Dolphy was born and raised in Los Angeles, California.[11][12] His parents were Sadie and Eric Dolphy, Sr.,[13] who immigrated to the United States from Panama.[1] He began music lessons at age six, studying clarinet and saxophone privately.[14] While still in junior high, he began to study the oboe, aspiring to a professional symphonic career,[14] and received a two-year scholarship to study at the music school of the University of Southern California.[12] Aged thirteen, he received a "Superior" award on clarinet from the California School Band and Orchestra festival.[14] He attended Dorsey High School, where he continued his musical studies and learned additional instruments.[14] By 1946, he was co-director of the Youth Choir at the Westminster Presbyterian Church run by Reverend Hampton B. Hawes, father of the jazz pianist of the same name.[14] He graduated in 1947, then attended Los Angeles City College, during which time he played contemporary classical works such as Stravinsky's L'Histoire du soldat and, along with Jimmy Knepper and Art Farmer, performed with Roy Porter's 17 Beboppers,[14] He went on to make eight recordings with Porter by 1949.[1] On these early sessions, he occasionally played baritone saxophone, as well as alto saxophone, flute and soprano clarinet.

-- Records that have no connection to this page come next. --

mod company_accounts;
mod transactions;
mod users;

pub use company_accounts::CompanyAccountInput;

use async_trait::async_trait;
use reqwest::{Client, RequestBuilder, Response, StatusCode};
use serde::de::DeserializeOwned;
use serde::{Deserialize, Serialize};
use std::time::Duration;

use crate::config::Config;
use crate::error::ApiError;
use crate::models::User;
use crate::session::AuthBackend;

/// HTTP client for the console backend.
///
/// Carries the session cookie across requests. All response handling funnels
/// through [`ApiClient::execute`] so every operation normalizes transport,
/// authorization and remote errors the same way.
#[derive(Clone)]
pub struct ApiClient {
    client: Client,
    base_url: String,
}

#[derive(Debug, Serialize)]
struct Credentials<'a> {
    email: &'a str,
    password: &'a str,
}

/// Error responses are expected to carry a human-readable `message`; anything
/// else falls back to the per-operation default.
#[derive(Debug, Deserialize)]
struct ErrorBody {
    message: Option<String>,
}

impl ApiClient {
    pub fn new(config: &Config) -> Result<Self, ApiError> {
        let client = Client::builder()
            .timeout(Duration::from_secs(config.request_timeout_secs))
            .cookie_store(true)
            .build()
            .map_err(|err| ApiError::Transport(format!("Failed to build HTTP client: {err}")))?;

        Ok(ApiClient {
            client,
            base_url: config.api_base_url.trim_end_matches('/').to_string(),
        })
    }

    pub fn base_url(&self) -> &str {
        &self.base_url
    }

    pub(crate) fn get(&self, path: &str) -> RequestBuilder {
        self.client.get(self.url(path))
    }

    pub(crate) fn post(&self, path: &str) -> RequestBuilder {
        self.client.post(self.url(path))
    }

    pub(crate) fn patch(&self, path: &str) -> RequestBuilder {
        self.client.patch(self.url(path))
    }

    pub(crate) fn delete(&self, path: &str) -> RequestBuilder {
        self.client.delete(self.url(path))
    }

    fn url(&self, path: &str) -> String {
        format!("{}{}", self.base_url, path)
    }

    /// Sends the request and decodes a JSON body, normalizing every failure
    /// mode to an [`ApiError`] whose message is safe to show inline.
    pub(crate) async fn execute<T: DeserializeOwned>(
        &self,
        request: RequestBuilder,
        fallback: &str,
    ) -> Result<T, ApiError> {
        let response = self.dispatch(request, fallback).await?;
        response.json::<T>().await.map_err(|err| {
            tracing::error!(error = %err, "malformed response body");
            ApiError::Transport(fallback.to_string())
        })
    }

    /// Like [`ApiClient::execute`] for endpoints whose body we discard.
    pub(crate) async fn execute_empty(
        &self,
        request: RequestBuilder,
        fallback: &str,
    ) -> Result<(), ApiError> {
        self.dispatch(request, fallback).await?;
        Ok(())
    }

    async fn dispatch(
        &self,
        request: RequestBuilder,
        fallback: &str,
    ) -> Result<Response, ApiError> {
        let response = request.send().await.map_err(|err| {
            tracing::error!(error = %err, "request failed");
            ApiError::Transport(fallback.to_string())
        })?;

        let status = response.status();
        if status.is_success() {
            return Ok(response);
        }

        let message = response
            .json::<ErrorBody>()
            .await
            .ok()
            .and_then(|body| body.message)
            .unwrap_or_else(|| fallback.to_string());

        if status == StatusCode::UNAUTHORIZED || status == StatusCode::FORBIDDEN {
            tracing::warn!(%status, "request rejected as unauthorized");
            Err(ApiError::Unauthorized(message))
        } else {
            tracing::error!(%status, message, "backend reported an error");
            Err(ApiError::Remote(message))
        }
    }
}

#[async_trait]
impl AuthBackend for ApiClient {
    async fn login(&self, email: &str, password: &str) -> Result<User, ApiError> {
        self.execute(
            self.post("/auth/login").json(&Credentials { email, password }),
            "Authentication failed",
        )
        .await
    }

    async fn register(&self, email: &str, password: &str) -> Result<User, ApiError> {
        self.execute(
            self.post("/auth/register").json(&Credentials { email, password }),
            "Registration failed",
        )
        .await
    }

    async fn logout(&self) -> Result<(), ApiError> {
        self.execute_empty(self.post("/auth/logout"), "Logout failed")
            .await
    }
}

#[cfg(test)]
mod tests {
    use super::*;

    fn client(base_url: &str) -> ApiClient {
        ApiClient::new(&Config::new(base_url)).expect("client builds")
    }

    #[test]
    fn base_url_is_normalized() {
        let api = client("http://localhost:5000/");
        assert_eq!(api.base_url(), "http://localhost:5000");
        assert_eq!(api.url("/transactions"), "http://localhost:5000/transactions");
    }

    #[tokio::test]
    async fn login_decodes_the_authenticated_user() {
        let mut server = mockito::Server::new_async().await;
        let _mock = server
            .mock("POST", "/auth/login")
            .match_body(mockito::Matcher::Json(serde_json::json!({
                "email": "f@x.com",
                "password": "secret1"
            })))
            .with_status(200)
            .with_header("content-type", "application/json")
            .with_body(
                r#"{"_id":"u-1","username":"fatma","email":"f@x.com","role":"finance"}"#,
            )
            .create_async()
            .await;

        let user = client(&server.url()).login("f@x.com", "secret1").await.unwrap();
        assert_eq!(user.username, "fatma");
    }

    #[tokio::test]
    async fn server_message_is_surfaced_verbatim() {
        let mut server = mockito::Server::new_async().await;
        let _mock = server
            .mock("POST", "/auth/login")
            .with_status(400)
            .with_body(r#"{"message":"Wrong password"}"#)
            .create_async()
            .await;

        let err = client(&server.url())
            .login("f@x.com", "secret1")
            .await
            .expect_err("must fail");
        assert_eq!(err.to_string(), "Wrong password");
        assert!(!err.is_unauthorized());
    }

    #[tokio::test]
    async fn missing_message_falls_back_to_the_default() {
        let mut server = mockito::Server::new_async().await;
        let _mock = server
            .mock("POST", "/auth/login")
            .with_status(500)
            .with_body("oops")
            .create_async()
            .await;

        let err = client(&server.url())
            .login("f@x.com", "secret1")
            .await
            .expect_err("must fail");
        assert_eq!(err.to_string(), "Authentication failed");
    }

    #[tokio::test]
    async fn unauthorized_statuses_are_classified() {
        let mut server = mockito::Server::new_async().await;
        let _mock = server
            .mock("POST", "/auth/logout")
            .with_status(401)
            .with_body(r#"{"message":"Session expired"}"#)
            .create_async()
            .await;

        let err = client(&server.url()).logout().await.expect_err("must fail");
        assert!(err.is_unauthorized());
        assert_eq!(err.to_string(), "Session expired");
    }

    #[tokio::test]
    async fn unreachable_backend_is_a_transport_error() {
        // Nothing listens on this port.
        let api = client("http://127.0.0.1:9");
        let err = api.login("f@x.com", "secret1").await.expect_err("must fail");
        assert!(matches!(err, ApiError::Transport(_)));
        assert_eq!(err.to_string(), "Authentication failed");
    }
}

Dolphy entered the U.S. Army in 1950 and was stationed at Fort Lewis, Washington.[15] Beginning in 1952, he attended the Navy School of Music.[7] Following his discharge in 1953, he returned to L.A., where he worked with many musicians, including Buddy Collette, Eddie Beal, and Gerald Wilson,[7] to whom he later dedicated the tune "G.W.", recorded on Outward Bound.[16] Dolphy often had friends come by to jam, enabled by the fact that his father had built a studio for him in the family's backyard.[12] Recordings made in 1954 with Clifford Brown document this early period.[17]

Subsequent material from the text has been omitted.